Gregory A. Freeman presents a riveting account of the previously untold story of the men who risked all for the greatest rescue mission of World War II in The Forgotten 500. The rescue codenamed Operation Halyard has been enmeshed in a web of conspiracy, lies, and cover-ups since 512 Allied airmen trapped behind enemy lines were rescued from the hills of Yugoslavia. This extraordinary feat in August 1944 was accomplished with direction from the Office of Strategic Services (OSS) and a Serbian guerilla, General Draza Mihailovich, under the noses of the occupying Germans.
When the airmen flew from Italy to bomb the German oil fields in Rumania, some of the Allied planes were shot down. The airmen subsequently had to parachute into the German occupied-areas. Many of the fliers found that their fate lay in the hands of the local Serbs, who risked their own lives to protect the downed airmen from capture by the Germans. What lay before their rescue could be attempted seemed to be an impossible task. The villagers had to keep the Allies hidden while they all built an airfield for the fleet of C-47 cargo planes without the Germans’ knowledge. Even having the planes make it in to land without being shot down was a challenge.
When the rescue plan was presented, no one doubted they could parachute into enemy territory and organize the most daring rescue ever. And build an airstrip right under the Germans’ noses? That would not be a problem. The creativity and ingenuity of these men who planned the rescue, not to mention their bravery, goes beyond explanation. Some problems did ensue, however, because of the British resistance to the plans when it was announced to be a joint British-Allied endeavor. The SEO in Britain had been getting American agents into enemy territory and were reluctant to give this job to the Americans, especially the OSS that had just begun to handle radio communications in occupied territories. The lack of cooperation was resolved when the Americans flew in to coordinate the rescue with an American plane and crew and an American jumpmaster.

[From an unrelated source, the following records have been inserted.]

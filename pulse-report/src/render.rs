use std::fmt::Write;

use pulse_server::format::{format_change, format_thousands};
use pulse_server::pages::PageSummary;
use pulse_types::{
    CommentsSummary, DailyRate, EngagementSummary, FollowersSummary, OverviewSummary, PostRecord,
    ReachSummary,
};

pub fn capitalize(name: &str) -> String {
    let mut chars = name.chars();
    match chars.next() {
        Some(first) => first.to_uppercase().chain(chars).collect(),
        None => String::new(),
    }
}

/// Render a page summary as a plain-text report
pub fn render_text(title: &str, summary: &PageSummary) -> String {
    let mut out = String::new();
    let heading = format!("{} report", title);
    let _ = writeln!(out, "{}", heading);
    let _ = writeln!(out, "{}", "=".repeat(heading.len()));
    let _ = writeln!(out);

    match summary {
        PageSummary::Overview(s) => render_overview(&mut out, s),
        PageSummary::Followers(s) => render_followers(&mut out, s),
        PageSummary::Engagement(s) => render_engagement(&mut out, s),
        PageSummary::Comments(s) => render_comments(&mut out, s),
        PageSummary::Reach(s) => render_reach(&mut out, s),
    }
    out
}

fn render_overview(out: &mut String, s: &OverviewSummary) {
    for kpi in &s.kpis {
        let _ = writeln!(
            out,
            "{:<18} {:>8}  {} {}",
            kpi.title,
            kpi.display,
            format_change(kpi.change),
            kpi.change_label
        );
    }
    let _ = writeln!(out);
    let _ = writeln!(out, "Engagement by content type:");
    for group in &s.engagement_by_type {
        let _ = writeln!(
            out,
            "  {:<6} {:>2} posts  {:.2}% avg  {} likes  {} comments",
            group.name,
            group.count,
            group.average_engagement_rate,
            format_thousands(group.total_likes),
            format_thousands(group.total_comments)
        );
    }
    let _ = writeln!(out);
    let _ = writeln!(out, "Estimated engaged accounts: {}", format_thousands(s.estimated_engaged_accounts));
    let _ = writeln!(out, "Average post engagement rate: {:.2}%", s.average_post_engagement_rate);
}

fn render_followers(out: &mut String, s: &FollowersSummary) {
    let _ = writeln!(out, "Current followers: {}", format_thousands(s.current_followers as i64));
    let _ = writeln!(out, "Following: {}", s.following);
    let _ = writeln!(
        out,
        "Weekly growth: {:+} ({})",
        s.growth.weekly_growth.followers,
        format_change(s.growth.weekly_growth.percentage)
    );
    let _ = writeln!(
        out,
        "Monthly growth: {:+} ({})",
        s.growth.monthly_growth.followers,
        format_change(s.growth.monthly_growth.percentage)
    );
    let _ = writeln!(out);
    for day in &s.daily_growth {
        let _ = writeln!(out, "  {}  {:>7}  {:+}", day.date, format_thousands(day.follower_count), day.growth);
    }
}

fn render_engagement(out: &mut String, s: &EngagementSummary) {
    let _ = writeln!(out, "Total likes: {}", format_thousands(s.total_likes));
    let _ = writeln!(out, "Total comments: {}", format_thousands(s.total_comments));
    let _ = writeln!(out, "Avg daily likes: {}", s.average_daily_likes);
    let _ = writeln!(out, "Avg daily comments: {}", s.average_daily_comments);
    let _ = writeln!(out, "Engagement rate: {}%", s.engagement_rate);
    render_rates(out, "Daily engagement rate", &s.engagement_trend, "%");
    render_posts(out, "Top performing posts", &s.top_posts);
}

fn render_comments(out: &mut String, s: &CommentsSummary) {
    let _ = writeln!(out, "Lifetime comments: {}", format_thousands(s.snapshot_total_comments as i64));
    let _ = writeln!(out, "Comments this period: {}", format_thousands(s.total_comments));
    let _ = writeln!(out, "Avg daily comments: {}", s.average_daily_comments);
    let _ = writeln!(out, "Peak daily comments: {}", s.max_daily_comments);
    let _ = writeln!(out, "Comment rate: {:.2}%", s.comment_rate);
    let _ = writeln!(out);
    let _ = writeln!(out, "Comments by content type:");
    for group in &s.comments_by_type {
        let _ = writeln!(
            out,
            "  {:<6} {:>4} comments over {} posts ({} avg)",
            group.name, group.comments, group.posts, group.average_per_post
        );
    }
    let _ = writeln!(out);
    for week in &s.weekly_comparison {
        let _ = writeln!(
            out,
            "{}: {} comments in {} days ({} / day)",
            week.week.as_str(),
            week.comments,
            week.days,
            week.average_per_day
        );
    }
    render_rates(out, "Comment to like ratio", &s.comment_to_like_ratio, "%");
    render_posts(out, "Most commented posts", &s.top_commented_posts);
}

fn render_reach(out: &mut String, s: &ReachSummary) {
    let _ = writeln!(out, "Accounts engaged: {}", format_thousands(s.snapshot_accounts_engaged as i64));
    let _ = writeln!(out, "Engaged this period: {}", format_thousands(s.total_accounts_engaged));
    let _ = writeln!(out, "Avg daily reach: {}", s.average_daily_reach);
    let _ = writeln!(out, "Peak daily reach: {}", s.max_daily_reach);
    let _ = writeln!(out, "Reach rate: {:.1}%", s.reach_rate_average);
    let _ = writeln!(out);
    for week in &s.weekly_comparison {
        let _ = writeln!(
            out,
            "{}: {} reach / day, {} engagement / day, efficiency {:.2}",
            week.week.as_str(),
            week.average_reach_per_day,
            week.average_engagement_per_day,
            week.efficiency
        );
    }
    let _ = writeln!(out);
    let _ = writeln!(out, "Audience:");
    for slice in &s.audience_overlap {
        let _ = writeln!(out, "  {}: {}%", slice.name, slice.value);
    }
    let _ = writeln!(out);
    let _ = writeln!(out, "Reach by content type:");
    for group in &s.reach_by_type {
        let _ = writeln!(
            out,
            "  {:<6} {} avg reach  {} avg engagement  {:.1}% efficiency",
            group.name, group.average_reach, group.average_engagement, group.efficiency
        );
    }
    render_rates(out, "Daily reach rate", &s.reach_rate, "%");
}

fn render_rates(out: &mut String, title: &str, rates: &[DailyRate], unit: &str) {
    let _ = writeln!(out);
    let _ = writeln!(out, "{}:", title);
    for rate in rates {
        let _ = writeln!(out, "  {}  {}{}", rate.date, rate.value, unit);
    }
}

fn render_posts(out: &mut String, title: &str, posts: &[PostRecord]) {
    let _ = writeln!(out);
    let _ = writeln!(out, "{}:", title);
    for (rank, post) in posts.iter().enumerate() {
        let _ = writeln!(
            out,
            "  #{} {} {} post  {} likes  {} comments  {:.2}%",
            rank + 1,
            post.date,
            post.content_type.label(),
            post.likes,
            post.comments,
            post.engagement_rate
        );
    }
}

#[cfg(test)]
mod tests {
    use super::*;
    use pulse_server::pages::{build_page, Page};
    use pulse_server::Dataset;

    #[test]
    fn test_capitalize() {
        assert_eq!(capitalize("reach"), "Reach");
        assert_eq!(capitalize(""), "");
    }

    #[test]
    fn test_overview_text_lists_kpis() {
        let dataset = Dataset::standard().unwrap();
        let summary = build_page(Page::Overview, &dataset).unwrap();
        let text = render_text("Overview", &summary);

        assert!(text.starts_with("Overview report\n==============="));
        assert!(text.contains("Followers"));
        assert!(text.contains("13.0K"));
        assert!(text.contains("-0.2% from last week"));
    }

    #[test]
    fn test_followers_text_shows_growth() {
        let dataset = Dataset::standard().unwrap();
        let summary = build_page(Page::Followers, &dataset).unwrap();
        let text = render_text("Followers", &summary);

        assert!(text.contains("Current followers: 13,045"));
        assert!(text.contains("Following: 842"));
        assert!(text.contains("Weekly growth: +108"));
        assert!(text.contains("Monthly growth: +464"));
        assert!(text.contains("2024-01-30"));
    }

    #[test]
    fn test_comments_text_has_weeks() {
        let dataset = Dataset::standard().unwrap();
        let summary = build_page(Page::Comments, &dataset).unwrap();
        let text = render_text("Comments", &summary);

        assert!(text.contains("Previous Week:"));
        assert!(text.contains("This Week:"));
        assert!(text.contains("Lifetime comments: 8,945"));
        assert!(text.contains("Comment rate: 0.19%"));
    }

    #[test]
    fn test_reach_text_shows_snapshot_and_rate() {
        let dataset = Dataset::standard().unwrap();
        let summary = build_page(Page::Reach, &dataset).unwrap();
        let text = render_text("Reach", &summary);

        assert!(text.contains("Accounts engaged: 2,340"));
        assert!(text.contains("Reach rate: 1.7%"));
    }
}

As the American airmen languished with little food in the villages in the mountains of Yugoslavia, they had no knowledge of the momentous efforts underway to rescue them. Although the villagers had little food themselves, they shared their meager rations with the airmen. Medical care for their injuries was not available, however, although some of the men were severely injured. The men watched the Germans burn down a village because the villagers would not give up the fliers. How long would it be before all of the airmen were found by the Germans? Weeks and months went by with no word about any rescue attempts. Their original messages to Italy for help were ignored. Perhaps those hearing the transmissions thought it was a trap set by the Germans. Finally, the airmen realized they had to use code with words only they and their base in Italy would know. They also devised a recognition plan of words familiar only to Allied airmen so the trapped airmen would know the rescuers were friendly, and the rescuers would know it was not a trap.
The coded messages were finally received and heard in Italy by a Royal Air Force (RAF) radio operator. An intelligence officer and the commander of the 459th Bomber Group at the Fifteenth Air Force headquarters in Bari labored ceaselessly to decode the messages. Finally, they ‘connected the dots’ and the messages became clear. The commander shouted, “My God! Go get them!”
The C-47 cargo planes were then sent to rescue the airmen. Agents parachuted from the first plane before it landed on the makeshift runway to help with the evacuation. A few dozen men were airlifted at a time because the planes carried minimum fuel to be as light as possible. The wounded left first, and then those with the longevity on the ground were rescued. After the men boarded the planes, those who were able to walk went back to the cargo door and threw their boots to the villagers, many of whom wore only felt slippers in the frigid cold and snow.
The downed airman gave great credit to the OSS, which had facilitated their rescue, and to the Yugoslav people who had harbored them from the Germans. Sixty years after their rescue - May 9, 2005 - they presented the Legion of Merit to Mihailovich’s daughter to honor his assistance. Only a few of the rescued airmen and OSS agents are still alive to tell this history. A large number of black-and-white photographs in the book chronicle these experiences and show some of the unsung heroes instrumental in this covert operation that went above and beyond.